Les mots le frappèrent comme des coups de poignard. Sa mère, morte à cause d'elle. L'accusation était terrible, la douleur insupportable. Elle le regarda, le chef de la conspiration, son père biologique, l'homme qui l'avait abandonnée et qui maintenant l'accusait de la mort de sa propre mère.
Sasha arriva à ce moment, son arme levée, le prince Kael serré contre elle. Elle vit le désarroi sur le visage de Queen, la douleur dans les yeux de l'homme.
« Queen, il faut y aller, » dit-elle doucement.
Queen regarda son père, puis le prince. La mission. Elle ne pouvait pas laisser ses émotions personnelles gâcher tout ce pour quoi elle s'était battue. Elle avait prouvé sa valeur, elle avait déjoué les plans de ces conspirateurs. Mais elle avait aussi découvert une vérité déchirante.
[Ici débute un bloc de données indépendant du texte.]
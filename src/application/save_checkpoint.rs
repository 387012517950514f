//! # Save Checkpoint Use Case
//!
//! Creates a new version (checkpoint) of the project state. HEAD is always
//! full content; history is reverse patches transforming the new HEAD back
//! to its parent.
//!
//! `content/**` is the live working copy: callers edit it directly, so by
//! the time `execute` runs, a modified path's bytes already hold the *new*
//! content. To diff against the *old* HEAD content for that path, this use
//! case keeps a shadow cache of the last-committed text under
//! `.store/head_text/<pathKey>`, refreshed on every successful commit. This
//! holds exactly one generation per path (not accumulated history) and is
//! purely a staging aid; nothing about it is part of the durable format the
//! manifest or delta store describe.

use std::collections::{HashMap, HashSet};
use std::sync::Arc;

use tracing::instrument;

use crate::application::add_file::classify_is_text;
use crate::config::EngineConfig;
use crate::domain::manifest::{FileEntry, FileType, Manifest, RenameEntry};
use crate::domain::normalize::normalize_text;
use crate::domain::version::{ChangeType, FileState, Version};
use crate::error::{JcfError, JcfResult};
use crate::infrastructure::delta_store::{path_key, DeltaStore};
use crate::infrastructure::BlobStore;
use crate::observer::{null_observer, Observer};
use crate::ports::{DiffPort, HasherPort, StoragePort};

pub(crate) const HEAD_TEXT_PREFIX: &str = ".store/head_text/";
pub const PENDING_RENAME_MARKER: &str = "pending";

#[derive(Debug, Clone)]
pub struct SaveCheckpointInput {
    pub message: String,
    pub author: String,
    pub tags: Option<Vec<String>>,
}

#[derive(Debug)]
pub struct SaveCheckpointOutput {
    pub version_id: String,
    pub files_added: usize,
    pub files_modified: usize,
    pub files_deleted: usize,
    pub files_renamed: usize,
}

#[derive(Debug, Clone)]
pub enum FileChange {
    Added { path: String, hash: String, is_text: bool },
    Modified { path: String, new_hash: String },
    Deleted { path: String },
    Renamed { inode_id: String, from_path: String, to_path: String },
}

pub struct SaveCheckpointUseCase<S, D, H> {
    storage: Arc<S>,
    diff: Arc<D>,
    hasher: Arc<H>,
    blob_store: BlobStore<S, H>,
    delta_store: DeltaStore<S>,
    config: EngineConfig,
    observer: Arc<dyn Observer>,
}
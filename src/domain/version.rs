use serde::{Deserialize, Serialize};
use std::collections::HashMap;

#[derive(Debug, Clone, Serialize, Deserialize)]
pub struct Version {
    pub id: String,

    #[serde(rename = "parentId")]
    pub parent_id: Option<String>,

    pub timestamp: String,
    pub message: String,
    pub author: String,

    #[serde(rename = "fileStates")]
    pub file_states: HashMap<String, FileState>,

    #[serde(skip_serializing_if = "Option::is_none")]
    pub tags: Option<Vec<String>>,

    #[serde(skip_serializing_if = "Option::is_none")]
    pub extra: Option<serde_json::Value>,
}

#[derive(Debug, Clone, Serialize, Deserialize)]
pub struct FileState {
    #[serde(rename = "inodeId")]
    pub inode_id: String,

    #[serde(skip_serializing_if = "Option::is_none")]
    pub hash: Option<String>,

    #[serde(rename = "contentRef", skip_serializing_if = "Option::is_none")]
    pub content_ref: Option<String>,

    pub size: u64,

    #[serde(skip_serializing_if = "Option::is_none")]
    pub deleted: Option<bool>,

    #[serde(rename = "changeType", skip_serializing_if = "Option::is_none")]
    pub change_type: Option<ChangeType>,

    /// Whether the blob/delta this state points at is AES-GCM encrypted at
    /// rest. CAS keys are always computed on plaintext, so this never
    /// affects `hash`/`contentRef` addressing, only how the bytes at that
    /// address must be decrypted before use.
    #[serde(skip_serializing_if = "Option::is_none")]
    pub encrypted: Option<bool>,
}

impl FileState {
    pub fn is_deleted(&self) -> bool {
        self.deleted.unwrap_or(false)
    }

    pub fn is_encrypted(&self) -> bool {
        self.encrypted.unwrap_or(false)
    }
}

#[derive(Debug, Clone, Copy, PartialEq, Eq, Serialize, Deserialize)]
#[serde(rename_all = "lowercase")]
pub enum ChangeType {
    Added,
    Modified,
    Deleted,
    Renamed,
}
//! Progress observer.
//!
//! Replaces the event-emitter pattern with an injected, well-typed observer.
//! No global state: callers hand the engine an `Arc<dyn Observer>` (or use
//! `NullObserver`) and receive callbacks from checkpoint/restore/GC.

use std::sync::Arc;

#[derive(Debug, Clone)]
pub enum Event {
    Scan { path: String },
    Diff { path: String, patch_bytes: usize },
    Hash { path: String, bytes: usize },
    Write { path: String, bytes: usize },
    PatchApply { path: String, strategy: ApplyStrategy },
    GcMark { hash_or_key: String },
    GcSweep { hash_or_key: String, bytes_freed: u64 },
}

#[derive(Debug, Clone, Copy, PartialEq, Eq)]
pub enum ApplyStrategy {
    Exact,
    Fuzzy,
    Snapshot,
}

pub trait Observer: Send + Sync {
    fn on_event(&self, event: Event);
}

/// Default observer: drops every event.
pub struct NullObserver;

impl Observer for NullObserver {
    fn on_event(&self, _event: Event) {}
}

pub fn null_observer() -> Arc<dyn Observer> {
    Arc::new(NullObserver)
}
//! # Infrastructure Layer
//!
//! Concrete implementations of port interfaces.

pub mod aes_encryptor;
pub mod archive_codec;
pub mod blob_store;
pub mod delta_store;
pub mod memory_storage;
pub mod sha256_hasher;
pub mod unified_diff;

pub use aes_encryptor::AesGcmEncryptor;
pub use archive_codec::ArchiveCodec;
pub use blob_store::BlobStore;
pub use delta_store::DeltaStore;
pub use memory_storage::MemoryStorage;
pub use sha256_hasher::Sha256Hasher;
pub use unified_diff::UnifiedDiff;
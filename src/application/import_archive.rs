//! Import Archive Use Case
//!
//! Decodes a ZIP-shaped container via `ArchiveCodec` (mimetype framing,
//! entry integrity) and replays every entry into a `StoragePort`, returning
//! the parsed manifest for the caller to install as the active one.

use std::sync::Arc;

use crate::domain::manifest::Manifest;
use crate::error::JcfResult;
use crate::infrastructure::archive_codec::ArchiveCodec;
use crate::ports::StoragePort;

#[derive(Debug)]
pub struct ImportArchiveInput {
    pub archive_data: Vec<u8>,
}

#[derive(Debug, serde::Serialize)]
pub struct ImportArchiveOutput {
    pub manifest: Manifest,
    pub files_imported: usize,
    pub total_size: usize,
}

pub struct ImportArchiveUseCase<S> {
    storage: Arc<S>,
    codec: ArchiveCodec,
}

impl<S: StoragePort> ImportArchiveUseCase<S> {
    pub fn new(storage: Arc<S>) -> Self {
        Self {
            storage,
            codec: ArchiveCodec::new(),
        }
    }

    pub async fn execute(&self, input: ImportArchiveInput) -> JcfResult<ImportArchiveOutput> {
        let entries = self.codec.decode(&input.archive_data)?;

        let manifest_bytes = entries
            .iter()
            .find(|(name, _)| name == "manifest.json")
            .map(|(_, data)| data.clone())
            .ok_or_else(|| {
                crate::error::JcfError::InvalidContainer("missing manifest.json entry".into())
            })?;
        let manifest = Manifest::from_canonical_bytes(&manifest_bytes)?;
        manifest.check_compatible()?;

        let mut files_imported = 0;
        let mut total_size = 0;

        for (name, data) in entries {
            if name == "mimetype" || name == "manifest.json" {
                continue;
            }
            total_size += data.len();
            self.storage
                .write(&name, &data)
                .await
                .map_err(crate::error::JcfError::from)?;
            files_imported += 1;
        }

        Ok(ImportArchiveOutput {
            manifest,
            files_imported,
            total_size,
        })
    }
}
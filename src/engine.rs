//! # Engine Façade
//!
//! Wires the ports/adapters and application use cases behind a single entry
//! point with the concurrency discipline from §5: a process-wide lock with
//! checkpoint/restore/move/GC/verify taking it exclusively and queries
//! (read file, list, history) taking it shared. No torn reads: once a
//! caller has the manifest from `read_manifest`, it stays valid until the
//! next mutating call swaps it in under the write guard.

use std::sync::atomic::{AtomicBool, Ordering};
use std::sync::Arc;

use tokio::sync::RwLock;

use crate::application::add_file::{AddFileInput, AddFileUseCase};
use crate::application::export_archive::ExportArchiveUseCase;
use crate::application::garbage_collect::{GcInput, GcResult, GcUseCase};
use crate::application::import_archive::{ImportArchiveInput, ImportArchiveUseCase};
use crate::application::move_file::{HistoryEntry, MoveFileInput, MoveFileUseCase};
use crate::application::query::{self, FileHistoryEntry, FileInfo, HistoryOptions, VersionDiff};
use crate::application::remove_file::RemoveFileUseCase;
use crate::application::restore_version::{
    RestoreVersionInput, RestoreVersionOutput, RestoreVersionUseCase,
};
use crate::application::save_checkpoint::{
    SaveCheckpointInput, SaveCheckpointOutput, SaveCheckpointUseCase,
};
use crate::application::verify::{VerifyReport, VerifyUseCase};
use crate::config::EngineConfig;
use crate::domain::manifest::Manifest;
use crate::domain::version::Version;
use crate::error::{JcfError, JcfResult};
use crate::observer::{null_observer, Observer};
use crate::ports::{DiffPort, EncryptionPort, HasherPort, StoragePort};

/// Cooperative cancellation signal for long-running operations (§5). Plain
/// `Arc<AtomicBool>` rather than a runtime-specific token type, since the
/// engine itself stays runtime-agnostic beyond `tokio::sync::RwLock`.
#[derive(Debug, Clone, Default)]
pub struct CancellationToken(Arc<AtomicBool>);

impl CancellationToken {
    pub fn new() -> Self {
        Self(Arc::new(AtomicBool::new(false)))
    }

    pub fn cancel(&self) {
        self.0.store(true, Ordering::SeqCst);
    }

    pub fn is_cancelled(&self) -> bool {
        self.0.load(Ordering::SeqCst)
    }

    fn check(&self) -> JcfResult<()> {
        if self.is_cancelled() {
            Err(JcfError::Cancelled)
        } else {
            Ok(())
        }
    }
}

pub struct Engine<S, D, H, E> {
    manifest: RwLock<Manifest>,
    storage: Arc<S>,
    save_checkpoint: SaveCheckpointUseCase<S, D, H>,
    restore_version: RestoreVersionUseCase<S, D, H, E>,
    add_file: AddFileUseCase<S>,
    remove_file: RemoveFileUseCase<S>,
    gc: GcUseCase<S>,
    move_file: MoveFileUseCase<S>,
    verify: VerifyUseCase<S, H>,
    export: ExportArchiveUseCase<S>,
}

impl<S, D, H, E> Engine<S, D, H, E>
where
    S: StoragePort,
    D: DiffPort,
    H: HasherPort,
    E: EncryptionPort,
{
    pub fn new(
        manifest: Manifest,
        storage: Arc<S>,
        diff: Arc<D>,
        hasher: Arc<H>,
        encryptor: Arc<E>,
        config: EngineConfig,
    ) -> Self {
        Self::with_observer(
            manifest,
            storage,
            diff,
            hasher,
            encryptor,
            config,
            null_observer(),
        )
    }

    pub fn with_observer(
        manifest: Manifest,
        storage: Arc<S>,
        diff: Arc<D>,
        hasher: Arc<H>,
        encryptor: Arc<E>,
        config: EngineConfig,
        observer: Arc<dyn Observer>,
    ) -> Self {
        let save_checkpoint =
            SaveCheckpointUseCase::new(storage.clone(), diff.clone(), hasher.clone(), config.clone())
                .with_observer(observer.clone());
        let restore_version = RestoreVersionUseCase::new(
            storage.clone(),
            diff,
            hasher.clone(),
            encryptor,
            config.max_blob_size_bytes,
        )
        .with_observer(observer);
        let add_file = AddFileUseCase::new(storage.clone());
        let remove_file = RemoveFileUseCase::new(storage.clone());
        let gc = GcUseCase::new(storage.clone());
        let move_file = MoveFileUseCase::new(storage.clone());
        let verify = VerifyUseCase::new(storage.clone(), hasher);
        let export = ExportArchiveUseCase::new(storage.clone());

        Self {
            manifest: RwLock::new(manifest),
            storage,
            save_checkpoint,
            restore_version,
            add_file,
            remove_file,
            gc,
            move_file,
            verify,
            export,
        }
    }

    /// Reopen an existing container: validates the manifest's
    /// `formatVersion` before wiring it into a fresh `Engine`, distinct from
    /// `new`/`import`, which always start from a manifest just built for
    /// this process.
    pub fn open(
        manifest: Manifest,
        storage: Arc<S>,
        diff: Arc<D>,
        hasher: Arc<H>,
        encryptor: Arc<E>,
        config: EngineConfig,
    ) -> JcfResult<Self> {
        manifest.check_compatible()?;
        Ok(Self::new(manifest, storage, diff, hasher, encryptor, config))
    }

    /// Decode an archive and build an `Engine` against a fresh storage
    /// backend, replaying every entry into it.
    pub async fn import(
        storage: Arc<S>,
        diff: Arc<D>,
        hasher: Arc<H>,
        encryptor: Arc<E>,
        config: EngineConfig,
        archive_data: Vec<u8>,
    ) -> JcfResult<Self> {
        let importer = ImportArchiveUseCase::new(storage.clone());
        let output = importer.execute(ImportArchiveInput { archive_data }).await?;
        Ok(Self::new(output.manifest, storage, diff, hasher, encryptor, config))
    }

    /// No owned OS resources to release — storage is `Arc`-shared and may
    /// outlive this handle — but kept for API parity with `open`/`create`.
    pub fn close(self) {}

    /// Snapshot the container as a ZIP-shaped archive per §6.
    pub async fn export(&self) -> JcfResult<Vec<u8>> {
        let manifest = self.manifest.read().await;
        self.export.execute(&manifest).await
    }

    pub async fn checkpoint(
        &self,
        input: SaveCheckpointInput,
        token: Option<&CancellationToken>,
    ) -> JcfResult<SaveCheckpointOutput> {
        if let Some(t) = token {
            t.check()?;
        }
        let mut manifest = self.manifest.write().await;
        self.save_checkpoint.execute(&mut manifest, input).await
    }

    pub async fn restore(
        &self,
        input: RestoreVersionInput,
        token: Option<&CancellationToken>,
    ) -> JcfResult<RestoreVersionOutput> {
        if let Some(t) = token {
            t.check()?;
        }
        let mut manifest = self.manifest.write().await;
        self.restore_version.execute(&mut manifest, input).await
    }

    pub async fn move_file(&self, input: MoveFileInput) -> JcfResult<()> {
        let mut manifest = self.manifest.write().await;
        self.move_file.execute(&mut manifest, input).await
    }

    pub async fn add_file(&self, input: AddFileInput) -> JcfResult<()> {
        let mut manifest = self.manifest.write().await;
        self.add_file.execute(&mut manifest, input).await
    }

    pub async fn remove_file(&self, path: &str) -> JcfResult<()> {
        let manifest = self.manifest.write().await;
        self.remove_file.execute(&manifest, path).await
    }

    pub async fn gc(
        &self,
        input: GcInput,
        now: chrono::DateTime<chrono::Utc>,
    ) -> JcfResult<GcResult> {
        let manifest = self.manifest.write().await;
        self.gc.run(&manifest, input, now).await
    }

    pub async fn verify(&self) -> JcfResult<VerifyReport> {
        let manifest = self.manifest.write().await;
        self.verify.verify(&manifest).await
    }

    // ------------------------------------------------------------------
    // Queries: shared lock per §5.
    // ------------------------------------------------------------------

    /// `getFile(path, versionId?)`. With no `versionId`, reads the working
    /// copy directly; otherwise reconstructs `path` as of that version.
    pub async fn get_file(&self, path: &str, version_id: Option<&str>) -> JcfResult<Vec<u8>> {
        let manifest = self.manifest.read().await;
        match version_id {
            None => Ok(self.storage.read(&format!("content/{path}")).await?),
            Some(vid) => {
                self.restore_version
                    .get_file_at(&manifest, path, vid, None)
                    .await
            }
        }
    }

    /// `listFiles(dir?, versionId?, filter?)`.
    pub async fn list_files(
        &self,
        dir: Option<&str>,
        version_id: Option<&str>,
        filter: Option<&str>,
    ) -> JcfResult<Vec<FileInfo>> {
        let manifest = self.manifest.read().await;
        query::list_files(&manifest, dir, version_id, filter)
    }

    /// `history(opts?)`: checkpoints newest-first.
    pub async fn history(&self, opts: HistoryOptions) -> Vec<Version> {
        let manifest = self.manifest.read().await;
        query::history(&manifest, &opts)
    }

    /// `fileHistory(path)`: every version touching `path`'s inode, oldest
    /// first, following renames.
    pub async fn file_history(&self, path: &str) -> Vec<FileHistoryEntry> {
        let manifest = self.manifest.read().await;
        query::file_history(&manifest, path)
    }

    /// `diff(vA, vB)`: per-path changes between two checkpoints.
    pub async fn diff(&self, version_a: &str, version_b: &str) -> JcfResult<VersionDiff> {
        let manifest = self.manifest.read().await;
        query::diff(&manifest, version_a, version_b)
    }

    pub async fn history_by_inode(&self, inode_id: &str) -> Vec<HistoryEntry> {
        let manifest = self.manifest.read().await;
        self.move_file.history_by_inode(&manifest, inode_id)
    }

    pub async fn head(&self) -> Option<String> {
        let manifest = self.manifest.read().await;
        manifest.head().map(str::to_string)
    }

    pub async fn manifest_snapshot(&self) -> Manifest {
        self.manifest.read().await.clone()
    }
}
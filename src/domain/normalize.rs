//! Text normalization: NFC Unicode + LF line endings + trailing newline.
//!
//! Underpins invariants 1, 3 and 9: two byte-different-but-equivalent texts
//! must normalize identically, and normalization must be idempotent.

use unicode_normalization::UnicodeNormalization;

/// Normalize text to NFC, LF-only line endings, with exactly one trailing
/// newline (unless the input is empty).
pub fn normalize_text(input: &str) -> String {
    let lf_only = to_lf(input);
    let nfc: String = lf_only.nfc().collect();
    ensure_trailing_newline(nfc)
}

fn to_lf(input: &str) -> String {
    let mut out = String::with_capacity(input.len());
    let mut chars = input.chars().peekable();
    while let Some(c) = chars.next() {
        if c == '\r' {
            if chars.peek() == Some(&'\n') {
                chars.next();
            }
            out.push('\n');
        } else {
            out.push(c);
        }
    }
    out
}

fn ensure_trailing_newline(mut s: String) -> String {
    if s.is_empty() || s.ends_with('\n') {
        return s;
    }
    s.push('\n');
    s
}

#[cfg(test)]
mod tests {
    use super::*;
    use proptest::prelude::*;

    #[test]
    fn crlf_becomes_lf() {
        assert_eq!(normalize_text("a\r\nb\r\n"), "a\nb\n");
    }

    #[test]
    fn cr_alone_becomes_lf() {
        assert_eq!(normalize_text("a\rb"), "a\nb\n");
    }

    #[test]
    fn adds_missing_trailing_newline() {
        assert_eq!(normalize_text("no newline"), "no newline\n");
    }

    #[test]
    fn empty_input_stays_empty() {
        assert_eq!(normalize_text(""), "");
    }

    #[test]
    fn composed_and_decomposed_forms_match() {
        // "e" + combining acute accent vs. precomposed "é".
        let decomposed = "cafe\u{0301}\n";
        let precomposed = "caf\u{00e9}\n";
        assert_eq!(normalize_text(decomposed), normalize_text(precomposed));
    }

    proptest! {
        #[test]
        fn normalize_is_idempotent(s in ".{0,200}") {
            let once = normalize_text(&s);
            let twice = normalize_text(&once);
            prop_assert_eq!(once, twice);
        }
    }
}
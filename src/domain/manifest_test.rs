//! Tests for Manifest domain entity
//!
//! Each test focuses on a single aspect of Manifest functionality.

#[cfg(test)]
mod manifest_tests {
    use crate::config::EngineConfig;
    use crate::domain::manifest::{FileEntry, FileType, Manifest, ProjectMetadata, RenameEntry};
    use std::collections::HashMap;

    /// Helper: create a minimal valid manifest
    fn create_test_manifest(author: &str) -> Manifest {
        Manifest::new(
            ProjectMetadata {
                author: author.to_string(),
                description: None,
                created: "2024-01-01T00:00:00Z".to_string(),
                last_modified: "2024-01-01T00:00:00Z".to_string(),
                application: "jcf".to_string(),
                tags: None,
                extra: None,
            },
            EngineConfig::default(),
        )
    }

    // =========================================================================
    // HAPPY PATH TESTS
    // =========================================================================

    #[test]
    fn test_manifest_serializes_to_json() {
        let manifest = create_test_manifest("tester");

        let json = serde_json::to_string(&manifest);

        assert!(json.is_ok(), "Manifest should serialize to JSON");
        assert!(json.unwrap().contains("tester"));
    }

    #[test]
    fn test_manifest_deserializes_from_json() {
        let json = r#"{
            "formatVersion": "1.0.0",
            "metadata": {
                "author": "tester",
                "created": "2024-01-01T00:00:00Z",
                "lastModified": "2024-01-01T00:00:00Z",
                "application": "jcf"
            },
            "fileMap": {},
            "versionHistory": [],
            "refs": {"head": ""},
            "renameLog": []
        }"#;

        let manifest: Result<Manifest, _> = serde_json::from_str(json);

        assert!(manifest.is_ok(), "Should deserialize valid JSON");
        assert_eq!(manifest.unwrap().metadata.author, "tester");
    }

    #[test]
    fn test_manifest_roundtrip_preserves_data() {
        let original = create_test_manifest("roundtrip-author");

        let json = serde_json::to_string(&original).unwrap();
        let restored: Manifest = serde_json::from_str(&json).unwrap();

        assert_eq!(original.metadata.author, restored.metadata.author);
        assert_eq!(
            original.format_version.to_string(),
            restored.format_version.to_string()
        );
    }

    #[test]
    fn test_file_entry_serde_rename() {
        let entry = FileEntry {
            inode_id: "abc123".to_string(),
            file_type: FileType::Text,
            encoding: Some("utf-8".to_string()),
            current_hash: Some("sha256hash".to_string()),
            size: Some(5),
            mime: None,
            created: "2024-01-01T00:00:00Z".to_string(),
            modified: "2024-01-01T00:00:00Z".to_string(),
            extra: None,
        };

        let json = serde_json::to_string(&entry).unwrap();

        assert!(json.contains("\"inodeId\""), "Should use camelCase inodeId");
        assert!(json.contains("\"type\""), "Should rename file_type to type");
        assert!(json.contains("\"currentHash\""), "Should use camelCase currentHash");
    }

    #[test]
    fn test_file_type_serializes_lowercase() {
        assert_eq!(serde_json::to_string(&FileType::Text).unwrap(), "\"text\"");
        assert_eq!(
            serde_json::to_string(&FileType::Binary).unwrap(),
            "\"binary\""
        );
    }

    // =========================================================================
    // EDGE CASE TESTS
    // =========================================================================

    #[test]
    fn test_manifest_with_optional_none() {
        let mut manifest = create_test_manifest("minimal");
        manifest.refs = HashMap::new();

        assert!(serde_json::to_string(&manifest).is_ok());
    }

    #[test]
    fn test_manifest_with_unicode() {
        let manifest = create_test_manifest("Проект 日本語 🚀");

        let json = serde_json::to_string(&manifest).unwrap();
        let restored: Manifest = serde_json::from_str(&json).unwrap();

        assert_eq!(restored.metadata.author, "Проект 日本語 🚀");
    }

    #[test]
    fn test_manifest_with_special_chars() {
        let manifest = create_test_manifest("Name \"with\" quotes \\ and newline\n");

        assert!(serde_json::to_string(&manifest).is_ok());
    }

    #[test]
    fn test_deserialize_missing_optional_fields() {
        let json = r#"{
            "formatVersion": "1.0.0",
            "metadata": {
                "author": "tester",
                "created": "2024-01-01T00:00:00Z",
                "lastModified": "2024-01-01T00:00:00Z",
                "application": "jcf"
            },
            "fileMap": {},
            "versionHistory": [],
            "refs": {},
            "renameLog": []
        }"#;

        let manifest: Manifest = serde_json::from_str(json).unwrap();

        assert!(manifest.metadata.description.is_none());
        assert!(manifest.metadata.tags.is_none());
    }

    #[test]
    fn test_rename_entry_serialization() {
        let entry = RenameEntry {
            inode_id: "i1".to_string(),
            from_path: "old/path.txt".to_string(),
            to_path: "new/path.txt".to_string(),
            timestamp: "2024-01-01T00:00:00Z".to_string(),
            version_id: "v123".to_string(),
        };

        let json = serde_json::to_string(&entry).unwrap();

        assert!(json.contains("\"versionId\""), "Should use camelCase versionId");
        assert!(json.contains("\"fromPath\""));
        assert!(json.contains("\"toPath\""));
    }

    #[test]
    fn test_unknown_format_version_major_rejected() {
        let mut manifest = create_test_manifest("tester");
        manifest.format_version = crate::domain::manifest::FormatVersion(2, 0, 0);
        assert!(manifest.check_compatible().is_err());
    }
}
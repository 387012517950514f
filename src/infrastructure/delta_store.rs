//! Delta (reverse-patch) and snapshot storage.
//!
//! Key format: `.store/deltas/<childVersionId>_<pathKey>.patch`, where
//! `pathKey` is the first 16 hex chars of `sha256(path)`. Snapshots live
//! under `.store/snapshots/<versionId>/<pathKey>` and hold full text, used
//! when a patch would be larger than the snapshot or on a periodic cadence.

use std::sync::Arc;

use crate::error::JcfResult;
use crate::ports::{HasherPort, StoragePort};

const DELTA_PREFIX: &str = ".store/deltas/";
const SNAPSHOT_PREFIX: &str = ".store/snapshots/";
const PATH_KEY_LEN: usize = 16;

pub fn path_key<H: HasherPort + ?Sized>(hasher: &H, path: &str) -> String {
    let full = hasher.hash(path.as_bytes());
    full.chars().take(PATH_KEY_LEN).collect()
}

pub struct DeltaStore<S> {
    storage: Arc<S>,
}

impl<S: StoragePort> DeltaStore<S> {
    pub fn new(storage: Arc<S>) -> Self {
        Self { storage }
    }

    pub fn delta_key(version_id: &str, path_key: &str) -> String {
        format!("{DELTA_PREFIX}{version_id}_{path_key}.patch")
    }

    pub fn snapshot_key(version_id: &str, path_key: &str) -> String {
        format!("{SNAPSHOT_PREFIX}{version_id}/{path_key}")
    }

    pub async fn put_delta(&self, version_id: &str, path_key: &str, patch: &str) -> JcfResult<()> {
        let key = Self::delta_key(version_id, path_key);
        Ok(self.storage.write(&key, patch.as_bytes()).await?)
    }

    pub async fn get_delta(&self, version_id: &str, path_key: &str) -> JcfResult<String> {
        let key = Self::delta_key(version_id, path_key);
        let bytes = self.storage.read(&key).await?;
        Ok(String::from_utf8_lossy(&bytes).into_owned())
    }

    pub async fn has_delta(&self, version_id: &str, path_key: &str) -> JcfResult<bool> {
        Ok(self
            .storage
            .exists(&Self::delta_key(version_id, path_key))
            .await?)
    }

    pub async fn put_snapshot(
        &self,
        version_id: &str,
        path_key: &str,
        text: &str,
    ) -> JcfResult<()> {
        let key = Self::snapshot_key(version_id, path_key);
        Ok(self.storage.write(&key, text.as_bytes()).await?)
    }

    pub async fn get_snapshot(&self, version_id: &str, path_key: &str) -> JcfResult<String> {
        let key = Self::snapshot_key(version_id, path_key);
        let bytes = self.storage.read(&key).await?;
        Ok(String::from_utf8_lossy(&bytes).into_owned())
    }

    pub async fn has_snapshot(&self, version_id: &str, path_key: &str) -> JcfResult<bool> {
        Ok(self
            .storage
            .exists(&Self::snapshot_key(version_id, path_key))
            .await?)
    }

    pub async fn list_deltas(&self) -> JcfResult<Vec<String>> {
        Ok(self.storage.list(".store/deltas").await?)
    }

    pub async fn list_snapshots(&self) -> JcfResult<Vec<String>> {
        Ok(self.storage.list(".store/snapshots").await?)
    }
}

#[cfg(test)]
mod tests {
    use super::*;
    use crate::infrastructure::{MemoryStorage, Sha256Hasher};

    #[test]
    fn path_key_is_16_hex_chars() {
        let hasher = Sha256Hasher::new();
        let key = path_key(&hasher, "content/foo.txt");
        assert_eq!(key.len(), 16);
        assert!(key.chars().all(|c| c.is_ascii_hexdigit()));
    }

    #[test]
    fn path_key_is_deterministic() {
        let hasher = Sha256Hasher::new();
        assert_eq!(
            path_key(&hasher, "content/foo.txt"),
            path_key(&hasher, "content/foo.txt")
        );
    }

    #[tokio::test]
    async fn delta_roundtrips() {
        let store = DeltaStore::new(Arc::new(MemoryStorage::new()));
        store.put_delta("v2", "abc123", "--- patch ---").await.unwrap();
        assert!(store.has_delta("v2", "abc123").await.unwrap());
        assert_eq!(
            store.get_delta("v2", "abc123").await.unwrap(),
            "--- patch ---"
        );
    }

    #[tokio::test]
    async fn snapshot_roundtrips() {
        let store = DeltaStore::new(Arc::new(MemoryStorage::new()));
        store
            .put_snapshot("v7", "def456", "full text contents")
            .await
            .unwrap();
        assert!(store.has_snapshot("v7", "def456").await.unwrap());
        assert_eq!(
            store.get_snapshot("v7", "def456").await.unwrap(),
            "full text contents"
        );
    }
}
Elle se tourna vers son père, son regard empli d'une tristesse infinie. « Je ne suis pas responsable de la mort de ma mère. Ni de vos erreurs. »
Elle fit un pas en arrière, puis un autre, s'éloignant de lui. « Je ne suis pas vous. »
Elle se tourna vers Sasha. « Ramenons le prince. »
Alors qu'elles quittaient le fort Koryd, laissant derrière elles le murmure du vent et les ombres de la trahison, Queen sentit un poids s'alourdir sur son cœur. Elle avait vaincu ses ennemis extérieurs, mais la bataille intérieure ne faisait que commencer. Elle avait prouvé sa force, sa valeur, mais elle comprenait aussi que les fautes des parents ne devraient jamais retomber sur leurs enfants. Elle était Queen, la soldate d'élite, mais elle était aussi une fille à la recherche de son identité, une âme blessée par les fantômes du passé. Et ce n'était que le début de son voyage.